Most people in Bloomington-Normal know David Davis as the campaign manager for Abe Lincoln. Most know him as the guy who had a big mansion built on the near east side of Bloomington. Most know him as a judge in the legal circuit where Lincoln rode before his rise to national prominence.

You might even know Davis was a Supreme Court justice, but you probably don’t know much about an opinion he wrote that still resonates today. It’s called Ex Parte Milligan and deals with the question of when civilian courts control trials and when military courts have control of a case.

There’s a new book out on the Milligan case and the issues raised in it. Illinois State University historian Stewart Winger and professor Jon White of Christopher Newport University wrote chapters and edited the book: "Ex Parte Milligan Reconsidered: Race and Civil Liberties from the Lincoln Administration to the War on Terror." 

Lambdin Milligan was a Copperhead southern sympathizer in Indiana who was tried in a military court for fomenting insurrection and other acts. Civilian courts were open, but in southern Indiana they were sympathetic to the south. During the Civil War, military tribunals dealt with more than 4,500 civilian cases. The Milligan case came in 1864.

“During the war, David Davis had bit his tongue; he had written to Lincoln privately saying what you are doing is unconstitutional, but he had not said anything publicly. Now that war was over and the Milligan case (was) before the Supreme Court, he stepped in and declared what Lincoln was doing was unconstitutional,” said Jon White.

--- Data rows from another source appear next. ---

//! projtidy - organize creative-project assets by versioned rules
//!
//! This library decides, for any project asset, which folder and subfolder
//! it belongs to under a user-configurable, versioned rule set: category
//! inference from file metadata, filter/keyword matching with conflict
//! diagnostics, folder/category ordering, legacy configuration migration,
//! and batch-rename previews. A filesystem host implementation lets the CLI
//! apply the rules to real directories.

pub mod category;
pub mod cli;
pub mod config;
pub mod filter;
pub mod history;
pub mod host;
pub mod migrate;
pub mod organizer;
pub mod output;
pub mod rename;
pub mod resolver;
pub mod sequence;

pub use category::{CategoryType, Classifier, is_valid_category_type};
pub use config::{
    CategoryConfig, ConfigError, FolderConfig, Settings, SubcategoryConfig, VersionedConfig,
};
pub use filter::{FilterKind, SubcategoryFilter};
pub use host::{DirectoryHost, ItemDescriptor, ProjectHost, ProjectStats};
pub use migrate::CURRENT_VERSION;
pub use rename::{RenameOptions, RenamePreview};
pub use resolver::{
    Assignment, ConfigWarning, assigned_categories, find_duplicate_keywords,
    recalculate_category_orders, resolve_target, sort_categories,
};

pub use cli::{Cli, run};
//! Configuration schema migration.
//!
//! Persisted rule sets carry an integer `version` tag. This module upgrades
//! any older document to the current schema, one deterministic step per
//! version, before typed deserialization. Steps operate on the raw JSON
//! value: they fill newly introduced fields with safe defaults and never
//! touch user-authored content (folder names, filters, keywords,
//! exceptions).
//!
//! A document already at the current version passes through unchanged; a
//! document tagged newer than this build understands is rejected rather than
//! downgraded.

use crate::category::is_valid_category_type;
use crate::config::{ConfigError, VersionedConfig};
use log::warn;
use serde_json::{Value, json};

/// The schema version this build reads and writes.
pub const CURRENT_VERSION: u32 = 5;

/// Upgrades a raw configuration document to the current schema and
/// deserializes it.
///
/// A missing `version` field is treated as version 1 (the tag was introduced
/// in version 2). Category entries whose `type` string falls outside the
/// closed category set are dropped with a warning instead of failing the
/// whole document.
///
/// # Errors
///
/// Returns `ConfigError::UnsupportedVersion` when the document is newer than
/// [`CURRENT_VERSION`], and `ConfigError::ConfigInvalid` when the upgraded
/// document still fails to deserialize.
pub fn migrate(value: Value) -> Result<VersionedConfig, ConfigError> {
    if !value.is_object() {
        return Err(ConfigError::ConfigInvalid(
            "expected a JSON object".to_string(),
        ));
    }

    // A zero or missing tag predates versioning and is read as version 1.
    let found = value
        .get("version")
        .and_then(Value::as_u64)
        .unwrap_or(1)
        .max(1);
    if found > u64::from(CURRENT_VERSION) {
        return Err(ConfigError::UnsupportedVersion {
            found,
            current: CURRENT_VERSION,
        });
    }

    let mut value = value;
    let mut version = found as u32;
    while version < CURRENT_VERSION {
        value = match version {
            1 => v1_to_v2(value),
            2 => v2_to_v3(value),
            3 => v3_to_v4(value),
            4 => v4_to_v5(value),
            // found <= CURRENT_VERSION is checked above
            _ => unreachable!("no migration step from version {}", version),
        };
        version += 1;
        value["version"] = json!(version);
    }

    drop_invalid_categories(&mut value);

    serde_json::from_value(value).map_err(|e| ConfigError::ConfigInvalid(e.to_string()))
}

/// v1 → v2: folder `id`/`order` fields and the global `exceptions` list.
///
/// Missing folder ids are derived from the lower-cased folder name; orders
/// are assigned by array position.
fn v1_to_v2(mut value: Value) -> Value {
    if let Some(folders) = value.get_mut("folders").and_then(Value::as_array_mut) {
        for (index, folder) in folders.iter_mut().enumerate() {
            if folder.get("id").and_then(Value::as_str).is_none() {
                let id = folder
                    .get("name")
                    .and_then(Value::as_str)
                    .map(|name| name.to_lowercase().replace(' ', "-"))
                    .unwrap_or_else(|| format!("folder-{}", index));
                folder["id"] = json!(id);
            }
            if folder.get("order").and_then(Value::as_u64).is_none() {
                folder["order"] = json!(index as u64);
            }
        }
    }
    ensure_field(&mut value, "exceptions", json!([]));
    value
}

/// v2 → v3: render-folder fields and the pinned render-comp id list.
fn v2_to_v3(mut value: Value) -> Value {
    if let Some(folders) = value.get_mut("folders").and_then(Value::as_array_mut) {
        for folder in folders.iter_mut() {
            ensure_field(folder, "isRenderFolder", json!(false));
            ensure_field(folder, "renderKeywords", json!([]));
            ensure_field(folder, "skipOrganization", json!(false));
        }
    }
    ensure_field(&mut value, "renderCompIds", json!([]));
    value
}

/// v3 → v4: the flat `settings` record and per-category `detectSequences`.
fn v3_to_v4(mut value: Value) -> Value {
    ensure_field(&mut value, "settings", json!({}));
    for_each_category(&mut value, |category| {
        ensure_field(category, "detectSequences", json!(false));
    });
    value
}

/// v4 → v5: the unified subcategory `filters` field and label colors.
///
/// Legacy `extensions`/`keywords` lists are deliberately left in place; they
/// remain readable and are unified only on explicit save.
fn v4_to_v5(mut value: Value) -> Value {
    for_each_category(&mut value, |category| {
        ensure_field(category, "filters", json!([]));
        if let Some(subcategories) = category.get_mut("subcategories").and_then(Value::as_array_mut)
        {
            for subcategory in subcategories.iter_mut() {
                ensure_field(subcategory, "filters", json!([]));
                ensure_field(subcategory, "enableLabelColor", json!(false));
            }
        }
    });
    value
}

/// Sets `field` to `default` when absent or null.
fn ensure_field(value: &mut Value, field: &str, default: Value) {
    let missing = match value.get(field) {
        None | Some(Value::Null) => true,
        Some(_) => false,
    };
    if missing {
        value[field] = default;
    }
}

/// Applies `f` to every category object in every folder.
fn for_each_category<F: FnMut(&mut Value)>(value: &mut Value, mut f: F) {
    if let Some(folders) = value.get_mut("folders").and_then(Value::as_array_mut) {
        for folder in folders.iter_mut() {
            if let Some(categories) = folder.get_mut("categories").and_then(Value::as_array_mut) {
                for category in categories.iter_mut() {
                    f(category);
                }
            }
        }
    }
}

/// Removes category entries whose `type` is not a valid category string.
///
/// Untrusted persisted data must never propagate an undefined category
/// through folder assignment; the offending entry is ignored, not the whole
/// document.
fn drop_invalid_categories(value: &mut Value) {
    if let Some(folders) = value.get_mut("folders").and_then(Value::as_array_mut) {
        for folder in folders.iter_mut() {
            if let Some(categories) = folder.get_mut("categories").and_then(Value::as_array_mut) {
                categories.retain(|category| {
                    let valid = category
                        .get("type")
                        .and_then(Value::as_str)
                        .is_some_and(is_valid_category_type);
                    if !valid {
                        warn!(
                            "ignoring category with invalid type: {}",
                            category.get("type").unwrap_or(&Value::Null)
                        );
                    }
                    valid
                });
            }
        }
    }
}

#[cfg(test)]
mod tests {
    use super::*;
    use crate::category::CategoryType;

    fn v1_document() -> Value {
        json!({
            "folders": [
                {
                    "name": "Footage Bin",
                    "categories": [
                        { "type": "Footage", "enabled": true, "order": 0,
                          "keywords": ["plate"] }
                    ]
                },
                {
                    "name": "Sounds",
                    "categories": [
                        { "type": "Audio", "enabled": true, "order": 0 }
                    ]
                }
            ]
        })
    }

    #[test]
    fn test_migrate_v1_document_to_current() {
        let config = migrate(v1_document()).unwrap();

        assert_eq!(config.version, CURRENT_VERSION);
        assert_eq!(config.folders.len(), 2);
        assert_eq!(config.folders[0].id, "footage-bin");
        assert_eq!(config.folders[0].order, 0);
        assert_eq!(config.folders[1].order, 1);
        assert!(config.exceptions.is_empty());
        assert!(config.render_comp_ids.is_empty());
        assert!(!config.folders[0].is_render_folder);
        // User-authored content preserved.
        assert_eq!(config.folders[0].name, "Footage Bin");
        assert_eq!(config.folders[0].categories[0].keywords, vec!["plate"]);
    }

    #[test]
    fn test_migrate_is_idempotent_for_current_version() {
        let seed = VersionedConfig::default_seed();
        let value = serde_json::to_value(&seed).unwrap();
        let migrated = migrate(value).unwrap();
        assert_eq!(seed, migrated);
    }

    #[test]
    fn test_migrate_twice_equals_once() {
        let once = migrate(v1_document()).unwrap();
        let twice = migrate(serde_json::to_value(&once).unwrap()).unwrap();
        assert_eq!(once, twice);
    }

    #[test]
    fn test_migrate_rejects_newer_version() {
        let value = json!({ "version": 6, "folders": [] });
        assert!(matches!(
            migrate(value),
            Err(ConfigError::UnsupportedVersion { found: 6, .. })
        ));
    }

    #[test]
    fn test_missing_version_treated_as_v1() {
        let value = json!({ "folders": [] });
        let config = migrate(value).unwrap();
        assert_eq!(config.version, CURRENT_VERSION);
    }

    #[test]
    fn test_invalid_category_type_dropped_not_fatal() {
        let value = json!({
            "version": 5,
            "folders": [
                {
                    "id": "source", "name": "Source", "order": 0,
                    "categories": [
                        { "type": "Footage", "enabled": true, "order": 0 },
                        { "type": "footage", "enabled": true, "order": 1 },
                        { "type": "Banana", "enabled": true, "order": 2 }
                    ]
                }
            ]
        });

        let config = migrate(value).unwrap();
        assert_eq!(config.folders[0].categories.len(), 1);
        assert_eq!(config.folders[0].categories[0].category, CategoryType::Footage);
    }

    #[test]
    fn test_v4_to_v5_preserves_legacy_subcategory_fields() {
        let value = json!({
            "version": 4,
            "folders": [
                {
                    "id": "source", "name": "Source", "order": 0,
                    "isRenderFolder": false,
                    "categories": [
                        {
                            "type": "Images", "enabled": true, "order": 0,
                            "detectSequences": false,
                            "subcategories": [
                                {
                                    "id": "mattes", "name": "Mattes",
                                    "extensions": ["png"],
                                    "keywords": ["matte", "prefix:bg_"]
                                }
                            ]
                        }
                    ]
                }
            ],
            "exceptions": [],
            "renderCompIds": [],
            "settings": {}
        });

        let config = migrate(value).unwrap();
        let subcategory = &config.folders[0].categories[0].subcategories[0];
        assert!(subcategory.filters.is_empty());
        assert_eq!(subcategory.extensions, Some(vec!["png".to_string()]));
        assert_eq!(
            subcategory.keywords,
            Some(vec!["matte".to_string(), "prefix:bg_".to_string()])
        );
        // The unified view still sees all three filters.
        assert_eq!(subcategory.effective_filters().len(), 3);
    }

    #[test]
    fn test_migration_preserves_exceptions() {
        let value = json!({
            "version": 2,
            "folders": [],
            "exceptions": ["*_keep*"]
        });
        let config = migrate(value).unwrap();
        assert_eq!(config.exceptions, vec!["*_keep*"]);
    }
}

In writing for the court, Justice Davis held that when civilian order was available, military courts could not intervene.

Despite Davis’ hopes for a sweeping precedent, the case didn’t have a lot of immediate impact.

“Congress was working actively to try to diminish the role of the Supreme Court in these kinds of cases after the war because they understood ... you needed a strong military presence to enforce the rights of the newly freed slaves,” said White.

Military tribunals continued in the south. But as the south rebuilt civilian institutions, the case had an unintended consequence.

“That’s one of the terrible ironies of the case,” said White. “The military could enforce reconstruction and enforce protection of African American rights, but once white southerners regained control of the south, they were going to ignore the rights of the formerly enslaved.”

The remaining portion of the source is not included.